Ini bahkan lebih sulit dipahami, mengingat bahwa Gubernur Suryo bahkan bukan seorang prajurit. Namun, dia sepenuhnya menyadari perannya sebagai seorang pemimpin: Seorang pemimpin harus berani untuk mengambil keputusan sulit dan bertindak tegas dalam membela kehormatan tanah airnya. Dia mewakili rakyatnya. Dia adalah harapan rakyatnya. Demikianlah kualitas kepemimpinan besar yang telah ditunjukkan kepada generasi muda.
KAMI LEBIH MEMILIH UNTUK HANCUR DARIPADA DIJAJAH LAGI!
Saudara-saudara,
Pimpinan kita di Jakarta telah melakukan segala upaya untuk mengelola perkembangan di Surabaya.
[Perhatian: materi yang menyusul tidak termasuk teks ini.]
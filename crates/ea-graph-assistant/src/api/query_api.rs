// Natural-language query endpoint: one full translate → execute → narrate round trip
use axum::extract::{Json, State};
use serde::{Deserialize, Serialize};
use tracing::info;
use uuid::Uuid;
use validator::Validate;

use super::{error_response, ok, validation_error, ApiResult};
use crate::app_state::AppState;
use crate::error::AssistantError;
use crate::pipeline::QueryAnswer;
use crate::target::DatastoreTarget;

const ROUTE: &str = "/query";

#[derive(Debug, Deserialize, Validate)]
#[serde(rename_all = "camelCase")]
pub struct QueryRequest {
    #[validate(length(min = 1, max = 128))]
    pub session_id: Option<String>,
    #[validate(length(min = 1))]
    pub target: String,
    #[validate(length(min = 1, max = 16000))]
    pub question: String,
}

#[derive(Debug, Serialize)]
#[serde(rename_all = "camelCase")]
pub struct QueryResponse {
    pub session_id: String,
    #[serde(flatten)]
    pub answer: QueryAnswer,
}

/// Answers a question against the requested datastore. A missing session id
/// starts a new conversation.
pub async fn query(
    State(state): State<AppState>,
    Json(req): Json<QueryRequest>,
) -> ApiResult<QueryResponse> {
    req.validate().map_err(|e| validation_error(ROUTE, e))?;
    let target: DatastoreTarget = req
        .target
        .parse()
        .map_err(|e: String| error_response(ROUTE, AssistantError::InvalidInput(e)))?;

    let session_id = req.session_id.unwrap_or_else(|| Uuid::new_v4().to_string());
    info!("[{}] Query on {} target ({} chars)", session_id, target, req.question.len());

    match state.pipeline.answer(&session_id, target, &req.question).await {
        Ok(answer) => ok(ROUTE, QueryResponse { session_id, answer }),
        Err(e) => Err(error_response(ROUTE, e)),
    }
}
// Liveness and Prometheus scrape endpoints
use axum::{extract::State, http::StatusCode, response::IntoResponse, Json};
use serde::Serialize;

use crate::app_state::AppState;
use crate::target::DatastoreTarget;

#[derive(Debug, Serialize)]
pub struct HealthResponse {
    pub ok: bool,
    pub model: String,
    pub target: Option<DatastoreTarget>,
}

pub async fn healthz(State(state): State<AppState>) -> Json<HealthResponse> {
    Json(HealthResponse {
        ok: true,
        model: state.config.llm.model.clone(),
        target: state.manager.current_target(),
    })
}

pub async fn metrics_text() -> impl IntoResponse {
    (
        StatusCode::OK,
        [("content-type", "text/plain; version=0.0.4")],
        crate::metrics::render(),
    )
}
//! Text-generation service seam.
//!
//! Translation and narration both go through [`TextGenerator`]; the service
//! is a black box that may legitimately answer with nothing.

pub mod client;

use async_trait::async_trait;
use std::fmt;

use crate::error::AssistantResult;

pub use client::ChatCompletionsClient;

#[async_trait]
pub trait TextGenerator: Send + Sync {
    /// Returns `Ok(None)` when the service produced no usable text.
    async fn generate(&self, system: &str, user: &str) -> AssistantResult<Option<String>>;
}

#[derive(Clone)]
pub struct LlmConfig {
    pub base_url: String,
    pub api_key: Option<String>,
    pub model: String,
    pub temperature: f32,
    /// Nucleus sampling cutoff; left to the service default when unset.
    pub top_p: Option<f32>,
    pub max_tokens: u32,
    pub timeout_seconds: u64,
}

impl fmt::Debug for LlmConfig {
    fn fmt(&self, f: &mut fmt::Formatter<'_>) -> fmt::Result {
        f.debug_struct("LlmConfig")
            .field("base_url", &self.base_url)
            .field("api_key", &self.api_key.as_ref().map(|_| "<redacted>"))
            .field("model", &self.model)
            .field("temperature", &self.temperature)
            .field("top_p", &self.top_p)
            .field("max_tokens", &self.max_tokens)
            .field("timeout_seconds", &self.timeout_seconds)
            .finish()
    }
}
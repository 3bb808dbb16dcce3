//! Connection Manager
//!
//! Owns the single live graph backend session and switches it between the
//! two configured datastore targets. Concurrent switch requests coalesce on
//! one in-flight switch: callers that arrive while a switch is pending await
//! it and then re-check, so two sessions are never alive at once.

use futures::future::{BoxFuture, FutureExt, Shared};
use std::sync::{Arc, Mutex, MutexGuard};
use tracing::{debug, info, warn};

use super::session_trait::*;
use crate::error::{AssistantError, AssistantResult};
use crate::target::{ActiveTarget, DatastoreTarget};

type PendingSwitch = Shared<BoxFuture<'static, Result<(), String>>>;

struct ActiveSession {
    target: DatastoreTarget,
    session: Arc<dyn GraphSession>,
}

#[derive(Default)]
struct ManagerState {
    session: Option<ActiveSession>,
    /// Coalescing token; present while a switch is in flight.
    pending: Option<(DatastoreTarget, PendingSwitch)>,
}

pub struct ConnectionManager {
    factory: Arc<dyn SessionFactory>,
    targets: Arc<TargetConfigs>,
    state: Arc<Mutex<ManagerState>>,
    active: ActiveTarget,
}

impl ConnectionManager {
    pub fn new(factory: Arc<dyn SessionFactory>, targets: TargetConfigs) -> Self {
        Self {
            factory,
            targets: Arc::new(targets),
            state: Arc::new(Mutex::new(ManagerState::default())),
            active: ActiveTarget::new(),
        }
    }

    fn lock_state(state: &Mutex<ManagerState>) -> MutexGuard<'_, ManagerState> {
        state.lock().unwrap_or_else(|p| p.into_inner())
    }

    /// Presently active target, or `None` before the first connect and after
    /// shutdown.
    pub fn current_target(&self) -> Option<DatastoreTarget> {
        self.active.get()
    }

    /// Makes `target` the live backend. Idempotent; safe under concurrency.
    pub async fn ensure_active(&self, target: DatastoreTarget) -> AssistantResult<()> {
        self.acquire(target).await.map(|_| ())
    }

    /// Like [`ensure_active`](Self::ensure_active), but hands back the session
    /// that was live for `target` at that moment. Work issued through the
    /// returned handle can never land on the other target; if a later switch
    /// tears the session down, calls on it fail instead.
    pub async fn acquire(&self, target: DatastoreTarget) -> AssistantResult<Arc<dyn GraphSession>> {
        loop {
            let (switch_target, pending) = {
                let mut state = Self::lock_state(&self.state);
                match &state.pending {
                    Some((pending_target, pending)) => (*pending_target, pending.clone()),
                    None => {
                        if let Some(active) = state.session.as_ref().filter(|s| s.target == target) {
                            return Ok(active.session.clone());
                        }
                        let pending = self.begin_switch(&mut state, target);
                        (target, pending)
                    }
                }
            };

            match pending.await {
                Ok(()) => continue,
                Err(reason) if switch_target == target => {
                    return Err(AssistantError::ConnectFailed { target, reason });
                }
                // Someone else's switch failed; ours still has to happen.
                Err(_) => continue,
            }
        }
    }

    /// Spawns the switch so it completes even if every caller goes away.
    /// Must be called with the state lock held.
    fn begin_switch(&self, state: &mut ManagerState, target: DatastoreTarget) -> PendingSwitch {
        info!("Switching graph backend to {} target", target);

        let shared_state = self.state.clone();
        let factory = self.factory.clone();
        let config = self.targets.get(target).clone();
        let active = self.active.clone();

        let task = tokio::spawn(async move {
            let previous = Self::lock_state(&shared_state).session.take();
            let previous_target = previous.as_ref().map(|p| p.target);
            active.clear();
            if let Some(previous) = previous {
                debug!("Tearing down {} session", previous.target);
                if let Err(e) = previous.session.close().await {
                    warn!("Ignoring teardown error for {} session: {:#}", previous.target, e);
                }
            }

            let connected = factory.connect(&config).await;

            let mut state = Self::lock_state(&shared_state);
            state.pending = None;
            match connected {
                Ok(session) => {
                    state.session = Some(ActiveSession { target, session });
                    active.set(target);
                    match previous_target {
                        Some(old) => info!("🔄 Switched datastore target from {} → {}", old, target),
                        None => info!("🔄 Connected to datastore target {}", target),
                    }
                    crate::metrics::inc_target_switch(target.as_str());
                    Ok(())
                }
                Err(e) => {
                    warn!("Connect to {} target failed: {:#}", target, e);
                    Err(format!("{:#}", e))
                }
            }
        });

        let pending = async move {
            task.await
                .unwrap_or_else(|e| Err(format!("switch task aborted: {}", e)))
        }
        .boxed()
        .shared();

        state.pending = Some((target, pending.clone()));
        pending
    }

    /// The live session, whichever target it belongs to.
    pub fn current_session(&self) -> AssistantResult<Arc<dyn GraphSession>> {
        Self::lock_state(&self.state)
            .session
            .as_ref()
            .map(|s| s.session.clone())
            .ok_or(AssistantError::NotConnected)
    }

    /// The live session, provided it belongs to `required`. Never switches.
    pub fn session_for(&self, required: DatastoreTarget) -> AssistantResult<Arc<dyn GraphSession>> {
        let state = Self::lock_state(&self.state);
        match state.session.as_ref() {
            Some(active) if active.target == required && state.pending.is_none() => Ok(active.session.clone()),
            other => Err(AssistantError::WrongTarget {
                active: other.map(|s| s.target),
                required,
            }),
        }
    }

    pub async fn read(&self, query: &str, params: &Params) -> AssistantResult<Vec<Row>> {
        self.current_session()?.read(query, params).await
    }

    pub async fn write(&self, query: &str, params: &Params) -> AssistantResult<Vec<Row>> {
        self.current_session()?.write(query, params).await
    }

    /// Tears down the live session, if any. Waits out an in-flight switch
    /// first so the session it creates is not leaked.
    pub async fn shutdown(&self) {
        loop {
            let pending = Self::lock_state(&self.state).pending.as_ref().map(|(_, p)| p.clone());
            match pending {
                Some(pending) => {
                    let _ = pending.await;
                }
                None => break,
            }
        }

        let previous = Self::lock_state(&self.state).session.take();
        self.active.clear();
        if let Some(previous) = previous {
            info!("Shutting down {} session", previous.target);
            if let Err(e) = previous.session.close().await {
                warn!("Ignoring teardown error for {} session: {:#}", previous.target, e);
            }
        }
    }
}
use serde::{Deserialize, Serialize};

#[derive(Debug, Serialize, Deserialize, Clone)]
pub struct Claims {
    pub sub: String,  // user email
    pub role: String, // role at issuance; authorization re-checks the stored user
    pub exp: usize,
}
Tetapi sayangnya, semuanya sia-sia. Sekarang terserah kita, rakyat Surabaya, untuk memutuskan apa yang akan dilakukan selanjutnya. Semua upaya kita untuk bernegosiasi telah gagal. Untuk mempertahankan kedaulatan bangsa kita, kita harus teguh dalam menegaskan dan memperkuat tekad kita untuk menghadapi semua kemungkinan.
Berulang kali, kita telah menyatakan posisi kita: Kita lebih memilih untuk hancur daripada dijajah kembali. Sekarang, di hadapan ultimatum Inggris, kita akan mempertahankan sikap tersebut. Kita akan tetap kokoh menolak ultimatum tersebut.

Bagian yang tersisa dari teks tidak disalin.